Conversations with Myself: The Search for the Perfect Career

Woman Thinking at Desk Animation

After reading an article by Jeff Haden entitled “Three interview questions that reveal everything” which was based on an interview technique he learned from John Younger, the CEO of Accolo, a cloud recruiting solutions provider I started thinking about my own career in terms of where I started in relation to where I am today and how I got to this point.

In the article he suggests that every recruiter asks three questions when looking at the work experience/career path of the candidate applying for the position:-

1. How did the person find out about the job?
2. What did the candidate like about the job before they started?
3. Why did the candidate leave?

I reflected on my own career and asked these questions about each of the jobs I held over the years.

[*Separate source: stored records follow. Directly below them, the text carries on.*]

use serde::{Deserialize, Serialize};
use std::path::Path;

use crate::{Error, Result};

/// Main configuration structure for jobforge.
#[derive(Debug, Clone, Serialize, Deserialize)]
pub struct Config {
    #[serde(default)]
    pub server: ServerConfig,

    #[serde(default)]
    pub database: DatabaseConfig,

    #[serde(default)]
    pub redis: RedisConfig,

    #[serde(default)]
    pub rate_limit: RateLimitConfig,

    #[serde(default)]
    pub logging: LoggingConfig,

    #[serde(default)]
    pub webhooks: WebhookConfig,

    #[serde(default)]
    pub email: EmailConfig,

    #[serde(default)]
    pub messaging: MessagingConfig,

    #[serde(default)]
    pub script_runner: ScriptRunnerConfig,

    #[serde(default)]
    pub supervisor: SupervisorConfig,
}

impl Default for Config {
    fn default() -> Self {
        Self {
            server: ServerConfig::default(),
            database: DatabaseConfig::default(),
            redis: RedisConfig::default(),
            rate_limit: RateLimitConfig::default(),
            logging: LoggingConfig::default(),
            webhooks: WebhookConfig::default(),
            email: EmailConfig::default(),
            messaging: MessagingConfig::default(),
            script_runner: ScriptRunnerConfig::default(),
            supervisor: SupervisorConfig::default(),
        }
    }
}

impl Config {
    /// Load configuration from a TOML file
    pub fn load(path: &str) -> Result<Self> {
        let contents = std::fs::read_to_string(path)
            .map_err(|e| Error::Config(format!("Failed to read config file: {}", e)))?;

        let config: Config = toml::from_str(&contents)
            .map_err(|e| Error::Config(format!("Failed to parse config: {}", e)))?;

        config.validate()?;

        Ok(config)
    }

    /// Load configuration from `JOBFORGE_CONFIG`, falling back to a couple
    /// of conventional paths, and finally the built-in defaults.
    pub fn from_env() -> Result<Self> {
        if let Ok(config_path) = std::env::var("JOBFORGE_CONFIG") {
            return Self::load(&config_path);
        }

        let default_paths = ["./config/default.toml", "/etc/jobforge/config.toml"];

        for path in &default_paths {
            if Path::new(path).exists() {
                return Self::load(path);
            }
        }

        Ok(Self::default())
    }

    /// Validate configuration invariants that would otherwise surface as
    /// confusing runtime errors.
    pub fn validate(&self) -> Result<()> {
        if self.server.port == 0 {
            return Err(Error::Config("Invalid server port".to_string()));
        }

        if self.database.path.is_empty() {
            return Err(Error::Config("database.path must not be empty".to_string()));
        }

        if self.supervisor.max_scale == 0 {
            return Err(Error::Config("supervisor.max_scale must be > 0".to_string()));
        }

        Ok(())
    }
}

/// Dispatch Coordinator (C6) HTTP bind settings.
#[derive(Debug, Clone, Serialize, Deserialize)]
pub struct ServerConfig {
    #[serde(default = "default_host")]
    pub host: String,

    #[serde(default = "default_port")]
    pub port: u16,

    #[serde(default = "default_graceful_shutdown")]
    pub graceful_shutdown_timeout_secs: u64,
}

impl Default for ServerConfig {
    fn default() -> Self {
        Self {
            host: default_host(),
            port: default_port(),
            graceful_shutdown_timeout_secs: default_graceful_shutdown(),
        }
    }
}

fn default_host() -> String {
    "0.0.0.0".to_string()
}

fn default_port() -> u16 {
    8080
}

fn default_graceful_shutdown() -> u64 {
    10
}

/// Job Store / Worker Registry (C3/C4) primary database.
#[derive(Debug, Clone, Serialize, Deserialize)]
pub struct DatabaseConfig {
    /// Path to the primary SQLite database holding `jobs` and `workers`.
    #[serde(default = "default_database_path")]
    pub path: String,

    #[serde(default = "default_pool_size")]
    pub pool_size: u32,
}

impl Default for DatabaseConfig {
    fn default() -> Self {
        Self {
            path: default_database_path(),
            pool_size: default_pool_size(),
        }
    }
}

fn default_database_path() -> String {
    "jobforge.db".to_string()
}

fn default_pool_size() -> u32 {
    5
}

/// Queue Transport / Rate Limiter (C2/C1) shared KV store.
#[derive(Debug, Clone, Serialize, Deserialize)]
pub struct RedisConfig {
    #[serde(default = "default_redis_url")]
    pub url: String,

    #[serde(default)]
    pub password: Option<String>,

    #[serde(default = "default_redis_pool_size")]
    pub pool_size: usize,

    #[serde(default = "default_redis_timeout_ms")]
    pub connect_timeout_ms: u64,

    #[serde(default = "default_max_retries")]
    pub max_retries: u32,

    #[serde(default = "default_retry_delay_ms")]
    pub retry_delay_ms: u64,

    #[serde(default = "default_key_prefix")]
    pub key_prefix: String,
}

impl Default for RedisConfig {
    fn default() -> Self {
        Self {
            url: default_redis_url(),
            password: None,
            pool_size: default_redis_pool_size(),
            connect_timeout_ms: default_redis_timeout_ms(),
            max_retries: default_max_retries(),
            retry_delay_ms: default_retry_delay_ms(),
            key_prefix: default_key_prefix(),
        }
    }
}

impl RedisConfig {
    pub fn connect_timeout(&self) -> std::time::Duration {
        std::time::Duration::from_millis(self.connect_timeout_ms)
    }

    pub fn retry_delay(&self) -> std::time::Duration {
        std::time::Duration::from_millis(self.retry_delay_ms)
    }
}

fn default_redis_url() -> String {
    "redis://127.0.0.1:6379/0".to_string()
}

fn default_redis_pool_size() -> usize {
    10
}

fn default_redis_timeout_ms() -> u64 {
    5000
}

fn default_max_retries() -> u32 {
    3
}

fn default_retry_delay_ms() -> u64 {
    500
}

fn default_key_prefix() -> String {
    "jobforge".to_string()
}

/// Rate Limiter (C1) token-bucket parameters.
#[derive(Debug, Clone, Serialize, Deserialize)]
pub struct RateLimitConfig {
    #[serde(default = "default_rate_limit_max_tokens")]
    pub max_tokens: u32,

    #[serde(default = "default_rate_limit_refill_rate")]
    pub refill_rate: f64,

    #[serde(default = "default_rate_limit_key_expiry_secs")]
    pub key_expiry_secs: u64,
}

impl Default for RateLimitConfig {
    fn default() -> Self {
        Self {
            max_tokens: default_rate_limit_max_tokens(),
            refill_rate: default_rate_limit_refill_rate(),
            key_expiry_secs: default_rate_limit_key_expiry_secs(),
        }
    }
}

impl RateLimitConfig {
    pub fn key_expiry(&self) -> std::time::Duration {
        std::time::Duration::from_secs(self.key_expiry_secs)
    }
}

fn default_rate_limit_max_tokens() -> u32 {
    10
}

fn default_rate_limit_refill_rate() -> f64 {
    5.0
}

fn default_rate_limit_key_expiry_secs() -> u64 {
    60
}

/// Per-type webhook URLs (C7 dispatch for SMS/NOTIFICATION jobs).
#[derive(Debug, Clone, Serialize, Deserialize)]
pub struct WebhookConfig {
    #[serde(default)]
    pub sms_url: Option<String>,

    #[serde(default)]
    pub notification_url: Option<String>,
}

impl Default for WebhookConfig {
    fn default() -> Self {
        Self {
            sms_url: None,
            notification_url: None,
        }
    }
}

/// Email Adapter (C8) configuration.
#[derive(Debug, Clone, Serialize, Deserialize)]
pub struct EmailConfig {
    /// Path to the external per-module SMTP config database.
    #[serde(default = "default_email_config_db")]
    pub config_db_path: String,

    /// Path to the external SMTP send-log database.
    #[serde(default = "default_email_log_db")]
    pub log_db_path: String,

    #[serde(default = "default_true")]
    pub failover_enabled: bool,

    #[serde(default = "default_true")]
    pub notify_admin_on_failover: bool,

    #[serde(default)]
    pub admin_email: Option<String>,
}

impl Default for EmailConfig {
    fn default() -> Self {
        Self {
            config_db_path: default_email_config_db(),
            log_db_path: default_email_log_db(),
            failover_enabled: true,
            notify_admin_on_failover: true,
            admin_email: None,
        }
    }
}

fn default_email_config_db() -> String {
    "email_config.db".to_string()
}

fn default_email_log_db() -> String {
    "email_log.db".to_string()
}

fn default_true() -> bool {
    true
}

/// Messaging Adapter (C9) configuration.
#[derive(Debug, Clone, Serialize, Deserialize)]
pub struct MessagingConfig {
    #[serde(default = "default_messaging_gateway_url")]
    pub gateway_url: String,

    #[serde(default = "default_messaging_delay_ms")]
    pub default_delay_ms: u64,

    #[serde(default)]
    pub secondary_gateway_url: Option<String>,

    #[serde(default)]
    pub secondary_gateway_token: Option<String>,
}

impl Default for MessagingConfig {
    fn default() -> Self {
        Self {
            gateway_url: default_messaging_gateway_url(),
            default_delay_ms: default_messaging_delay_ms(),
            secondary_gateway_url: None,
            secondary_gateway_token: None,
        }
    }
}

fn default_messaging_gateway_url() -> String {
    "http://127.0.0.1:3001".to_string()
}

fn default_messaging_delay_ms() -> u64 {
    1000
}

/// Script Runner (C10) configuration.
#[derive(Debug, Clone, Serialize, Deserialize)]
pub struct ScriptRunnerConfig {
    #[serde(default = "default_scripts_dir")]
    pub scripts_dir: String,

    #[serde(default = "default_task_scheduler_db")]
    pub task_scheduler_db_path: String,

    #[serde(default = "default_cpu_threshold")]
    pub cpu_threshold_pct: f64,

    #[serde(default = "default_mem_threshold")]
    pub mem_threshold_pct: f64,

    #[serde(default = "default_resource_check_interval_ms")]
    pub resource_check_interval_ms: u64,

    #[serde(default = "default_resource_check_retries")]
    pub resource_check_retries: u32,
}

impl Default for ScriptRunnerConfig {
    fn default() -> Self {
        Self {
            scripts_dir: default_scripts_dir(),
            task_scheduler_db_path: default_task_scheduler_db(),
            cpu_threshold_pct: default_cpu_threshold(),
            mem_threshold_pct: default_mem_threshold(),
            resource_check_interval_ms: default_resource_check_interval_ms(),
            resource_check_retries: default_resource_check_retries(),
        }
    }
}

impl ScriptRunnerConfig {
    pub fn resource_check_interval(&self) -> std::time::Duration {
        std::time::Duration::from_millis(self.resource_check_interval_ms)
    }
}

fn default_scripts_dir() -> String {
    "./scripts".to_string()
}

fn default_task_scheduler_db() -> String {
    "task_scheduler.db".to_string()
}

fn default_cpu_threshold() -> f64 {
    80.0
}

fn default_mem_threshold() -> f64 {
    85.0
}

fn default_resource_check_interval_ms() -> u64 {
    5000
}

fn default_resource_check_retries() -> u32 {
    5
}

/// Worker Supervisor (C5) defaults.
#[derive(Debug, Clone, Serialize, Deserialize)]
pub struct SupervisorConfig {
    #[serde(default = "default_workers_per_type")]
    pub workers_per_type: u32,

    #[serde(default = "default_max_scale")]
    pub max_scale: u32,

    /// Path to the worker-runtime binary the supervisor spawns.
    #[serde(default = "default_worker_binary")]
    pub worker_binary_path: String,
}

impl Default for SupervisorConfig {
    fn default() -> Self {
        Self {
            workers_per_type: default_workers_per_type(),
            max_scale: default_max_scale(),
            worker_binary_path: default_worker_binary(),
        }
    }
}

fn default_workers_per_type() -> u32 {
    1
}

fn default_max_scale() -> u32 {
    16
}

fn default_worker_binary() -> String {
    "jobforge-worker".to_string()
}

/// Logging configuration shared by every binary in the workspace.
#[derive(Debug, Clone, Serialize, Deserialize)]
pub struct LoggingConfig {
    #[serde(default = "default_log_level")]
    pub level: String,

    #[serde(default = "default_log_format")]
    pub format: LogFormat,
}

impl Default for LoggingConfig {
    fn default() -> Self {
        Self {
            level: default_log_level(),
            format: default_log_format(),
        }
    }
}

fn default_log_level() -> String {
    "info".to_string()
}

fn default_log_format() -> LogFormat {
    LogFormat::Json
}

#[derive(Debug, Clone, Copy, Serialize, Deserialize)]
#[serde(rename_all = "snake_case")]
pub enum LogFormat {
    Json,
    Text,
}

#[cfg(test)]
mod tests {
    use super::*;

    #[test]
    fn default_config_validates() {
        assert!(Config::default().validate().is_ok());
    }

    #[test]
    fn rejects_zero_port() {
        let mut config = Config::default();
        config.server.port = 0;
        assert!(config.validate().is_err());
    }

    #[test]
    fn rejects_empty_database_path() {
        let mut config = Config::default();
        config.database.path = String::new();
        assert!(config.validate().is_err());
    }

    #[test]
    fn rejects_zero_max_scale() {
        let mut config = Config::default();
        config.supervisor.max_scale = 0;
        assert!(config.validate().is_err());
    }

    #[test]
    fn parses_partial_toml_with_defaults() {
        let toml_str = r#"
            [server]
            port = 9090
        "#;
        let config: Config = toml::from_str(toml_str).unwrap();
        assert_eq!(config.server.port, 9090);
        assert_eq!(config.server.host, "0.0.0.0");
        assert_eq!(config.database.path, "jobforge.db");
    }
}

HOW DID YOU FIND OUT ABOUT THE JOB: Did I . . .
• Look at all the job vacancy boards available?
• Look at general job adverts in the various newspapers (print) and online newspapers and job portals?
• Attend job fairs and career guidance exhibitions?

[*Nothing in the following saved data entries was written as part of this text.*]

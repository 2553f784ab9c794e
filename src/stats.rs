//! Index statistics.
//!
//! The total comes from `count()`. The per-field breakdowns are computed
//! over a `peek` sample of the first [`SAMPLE_SIZE`] fragments, so on a
//! large index they describe the sample, not the whole collection.

use anyhow::Result;
use serde::Serialize;
use std::collections::BTreeMap;
use std::path::{Path, PathBuf};

use rag_harness_core::models::{keys, meta_str, Metadata};
use rag_harness_core::store::VectorIndex;

use crate::config::Config;
use crate::sqlite_index::SqliteIndex;

pub const SAMPLE_SIZE: usize = 100;

#[derive(Debug, Clone, Serialize)]
pub struct IndexStats {
    pub collection_name: String,
    pub persist_directory: PathBuf,
    pub total_chunks: usize,
    pub sample_size: usize,
    pub by_source_type: BTreeMap<String, usize>,
    pub by_language: BTreeMap<String, usize>,
    pub by_category: BTreeMap<String, usize>,
}

fn histogram(sample: &[Metadata], key: &str) -> BTreeMap<String, usize> {
    let mut counts = BTreeMap::new();
    for m in sample {
        let value = match meta_str(m, key) {
            "" => "unknown",
            v => v,
        };
        *counts.entry(value.to_string()).or_insert(0) += 1;
    }
    counts
}

/// `persist_directory` is reported as given; the index itself does not
/// know where it lives.
pub async fn collect_stats(index: &dyn VectorIndex, persist_directory: &Path) -> Result<IndexStats> {
    let total_chunks = index.count().await?;
    let sample = index.peek(SAMPLE_SIZE).await?;

    Ok(IndexStats {
        collection_name: index.collection_name().to_string(),
        persist_directory: persist_directory.to_path_buf(),
        total_chunks,
        sample_size: sample.len(),
        by_source_type: histogram(&sample, keys::SOURCE_TYPE),
        by_language: histogram(&sample, keys::LANGUAGE),
        by_category: histogram(&sample, keys::FILE_CATEGORY),
    })
}

/// Format a byte count as a human-readable string.
fn format_bytes(bytes: u64) -> String {
    if bytes < 1024 {
        format!("{} B", bytes)
    } else if bytes < 1024 * 1024 {
        format!("{:.1} KB", bytes as f64 / 1024.0)
    } else if bytes < 1024 * 1024 * 1024 {
        format!("{:.1} MB", bytes as f64 / (1024.0 * 1024.0))
    } else {
        format!("{:.2} GB", bytes as f64 / (1024.0 * 1024.0 * 1024.0))
    }
}

fn print_breakdown(title: &str, counts: &BTreeMap<String, usize>) {
    if counts.is_empty() {
        return;
    }
    println!();
    println!("  By {}:", title);
    let mut rows: Vec<_> = counts.iter().collect();
    rows.sort_by(|a, b| b.1.cmp(a.1).then_with(|| a.0.cmp(b.0)));
    for (value, n) in rows {
        println!("    {:<24} {:>6}", value, n);
    }
}

/// `rag stats`.
pub async fn run_stats(config: &Config, json: bool) -> Result<()> {
    let index = SqliteIndex::open(config).await?;
    let stats = collect_stats(&index, &config.index.persist_directory).await?;
    index.close().await;

    if json {
        println!("{}", serde_json::to_string_pretty(&stats)?);
        return Ok(());
    }

    let db_path = config.index_path();
    let db_size = std::fs::metadata(&db_path).map(|m| m.len()).unwrap_or(0);

    println!("RAG Harness — Index Stats");
    println!("=========================");
    println!();
    println!("  Index:       {}", db_path.display());
    println!("  Size:        {}", format_bytes(db_size));
    println!("  Collection:  {}", stats.collection_name);
    println!("  Fragments:   {}", stats.total_chunks);
    if stats.sample_size < stats.total_chunks {
        println!("  (breakdowns over the first {} fragments)", stats.sample_size);
    }
    print_breakdown("source type", &stats.by_source_type);
    print_breakdown("language", &stats.by_language);
    print_breakdown("category", &stats.by_category);
    println!();

    Ok(())
}

#[cfg(test)]
mod tests {
    use super::*;
    use rag_harness_core::store::memory::InMemoryIndex;

    fn meta(pairs: &[(&str, &str)]) -> Metadata {
        pairs
            .iter()
            .map(|(k, v)| (k.to_string(), (*v).into()))
            .collect()
    }

    #[tokio::test]
    async fn test_collect_stats_histograms() {
        let index = InMemoryIndex::new("docs");
        let ids: Vec<String> = (0..3).map(|i| format!("f{}", i)).collect();
        let vectors = vec![vec![1.0, 0.0]; 3];
        let texts = vec!["t".to_string(); 3];
        let metadatas = vec![
            meta(&[("source_type", "repository"), ("language", "python"), ("file_category", "code")]),
            meta(&[("source_type", "repository"), ("file_category", "configuration")]),
            meta(&[("source_type", "documentation"), ("language", "markdown")]),
        ];
        index.add(&ids, &vectors, &texts, &metadatas).await.unwrap();

        let stats = collect_stats(&index, Path::new("./data/index")).await.unwrap();
        assert_eq!(stats.collection_name, "docs");
        assert_eq!(stats.total_chunks, 3);
        assert_eq!(stats.by_source_type["repository"], 2);
        assert_eq!(stats.by_language["unknown"], 1);
        assert_eq!(stats.by_category["unknown"], 1);
    }

    #[tokio::test]
    async fn test_stats_json_keys() {
        let index = InMemoryIndex::default();
        let stats = collect_stats(&index, Path::new("/var/rag/index")).await.unwrap();
        let json = serde_json::to_value(&stats).unwrap();
        assert_eq!(json["total_chunks"], 0);
        assert_eq!(json["collection_name"], "documents");
        assert_eq!(json["persist_directory"], "/var/rag/index");
        assert!(json.get("by_category").is_some());
    }

    #[test]
    fn test_format_bytes() {
        assert_eq!(format_bytes(512), "512 B");
        assert_eq!(format_bytes(2048), "2.0 KB");
    }
}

This is where most people find their jobs but if you always find jobs in this way (according to the article), you probably have not figured out what you want to do – and where you would like to do it i.e. which company you want to work for.

This method shows the recruiter that you are just looking for a job – any job. It means that any job will do until something else comes along.

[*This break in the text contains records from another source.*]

//! Stable fragment identifiers.
//!
//! An id is a SHA-256 digest over `(repo_name, source_file, chunk_index,
//! first 500 chars of text)`, so re-ingesting unchanged content yields the
//! same id in any process. Two namespaces exist:
//!
//! - repository fragments: `repo_<64 hex>`
//! - documentation fragments: `<file stem>_<16 hex>`

use sha2::{Digest, Sha256};
use std::path::Path;

use crate::models::{keys, meta_str, Fragment, FragmentCandidate};

/// Number of leading characters of the text that contribute to the id.
pub const ID_TEXT_PREFIX_CHARS: usize = 500;

const DELIMITER: &str = "\u{1f}";

/// Id namespace.
#[derive(Debug, Clone, Copy, PartialEq, Eq)]
pub enum IdScheme {
    Repository,
    /// Per-file stem scheme used for documentation directories.
    FileStem,
}

fn digest_hex(repo_name: &str, source_file: &str, chunk_index: i64, text: &str) -> String {
    let prefix: String = text.chars().take(ID_TEXT_PREFIX_CHARS).collect();
    let mut hasher = Sha256::new();
    hasher.update(repo_name.as_bytes());
    hasher.update(DELIMITER.as_bytes());
    hasher.update(source_file.as_bytes());
    hasher.update(DELIMITER.as_bytes());
    hasher.update(chunk_index.to_string().as_bytes());
    hasher.update(DELIMITER.as_bytes());
    hasher.update(prefix.as_bytes());
    format!("{:x}", hasher.finalize())
}

/// `derive_id(repo_name, source_file, chunk_index, text)` in the repository
/// namespace.
pub fn derive_id(repo_name: &str, source_file: &str, chunk_index: i64, text: &str) -> String {
    format!(
        "repo_{}",
        digest_hex(repo_name, source_file, chunk_index, text)
    )
}

/// Documentation-namespace id: `<stem>_<first 16 hex chars>`.
pub fn derive_doc_id(source_file: &str, chunk_index: i64, text: &str) -> String {
    let stem = Path::new(source_file)
        .file_stem()
        .map(|s| s.to_string_lossy().to_string())
        .unwrap_or_else(|| "doc".to_string());
    let hex = digest_hex("", source_file, chunk_index, text);
    format!("{}_{}", stem, &hex[..16])
}

/// Assign an id to a chunker candidate using the given scheme.
pub fn assign(candidate: FragmentCandidate, scheme: IdScheme) -> Fragment {
    let source_file = meta_str(&candidate.metadata, keys::SOURCE_FILE);
    let index = candidate.chunk_index();
    let id = match scheme {
        IdScheme::Repository => derive_id(
            meta_str(&candidate.metadata, keys::REPO_NAME),
            source_file,
            index,
            &candidate.text,
        ),
        IdScheme::FileStem => derive_doc_id(source_file, index, &candidate.text),
    };
    Fragment {
        id,
        text: candidate.text,
        metadata: candidate.metadata,
    }
}

#[cfg(test)]
mod tests {
    use super::*;
    use crate::models::{MetaValue, Metadata};

    #[test]
    fn test_deterministic_and_prefixed() {
        let a = derive_id("repo-a", "src/main.py", 0, "print('hello')");
        let b = derive_id("repo-a", "src/main.py", 0, "print('hello')");
        assert_eq!(a, b);
        assert!(a.starts_with("repo_"));
        assert_eq!(a.len(), "repo_".len() + 64);
    }

    #[test]
    fn test_each_component_matters() {
        let base = derive_id("r", "f.py", 0, "text");
        assert_ne!(base, derive_id("r2", "f.py", 0, "text"));
        assert_ne!(base, derive_id("r", "g.py", 0, "text"));
        assert_ne!(base, derive_id("r", "f.py", 1, "text"));
        assert_ne!(base, derive_id("r", "f.py", 0, "text!"));
    }

    #[test]
    fn test_identical_text_in_different_repos_coexists() {
        let boilerplate = "Licensed under the Apache License, Version 2.0";
        assert_ne!(
            derive_id("alpha", "NOTICE.md", 0, boilerplate),
            derive_id("beta", "NOTICE.md", 0, boilerplate)
        );
    }

    #[test]
    fn test_only_prefix_of_text_is_hashed() {
        let head = "x".repeat(ID_TEXT_PREFIX_CHARS);
        let a = format!("{}tail one", head);
        let b = format!("{}tail two", head);
        assert_eq!(derive_id("r", "f", 0, &a), derive_id("r", "f", 0, &b));
    }

    #[test]
    fn test_components_do_not_run_together() {
        assert_ne!(derive_id("ab", "c", 0, "t"), derive_id("a", "bc", 0, "t"));
    }

    #[test]
    fn test_doc_id_uses_stem() {
        let id = derive_doc_id("getting-started.md", 3, "Install the tool.");
        assert!(id.starts_with("getting-started_"));
        assert_eq!(id.len(), "getting-started_".len() + 16);
    }

    #[test]
    fn test_assign_reads_metadata() {
        let mut metadata = Metadata::new();
        metadata.insert(keys::REPO_NAME.into(), MetaValue::from("r"));
        metadata.insert(keys::SOURCE_FILE.into(), MetaValue::from("a.py"));
        metadata.insert(keys::CHUNK_INDEX.into(), MetaValue::Int(2));
        let candidate = FragmentCandidate {
            text: "body".into(),
            metadata,
        };
        let fragment = assign(candidate, IdScheme::Repository);
        assert_eq!(fragment.id, derive_id("r", "a.py", 2, "body"));
    }
}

By the time you get to job number 3, 4 and 5 in your career and you have not been offered a job or recommended for a job by someone you worked for previously, it shows you did not build relationships, develop trust and you have not shown a level of competence that made someone go out of their way to recommend you.

WHAT DID YOU LIKE ABOUT THE JOB BEFORE YOU STARTED?
Great employees work hard because they appreciate their work environment and enjoy what they do. This means they know the kind of environment they will thrive in and they know the type of work that motivates and challenges them – and not only can they describe it, they actively look for it.

WHY DID YOU LEAVE?
• For a better opportunity?
• For more money?
• The employer was too demanding?
• You did not get along with the boss/manager/your colleagues?

The answer you give to this question shows whether you are a team player and take responsibility for your actions.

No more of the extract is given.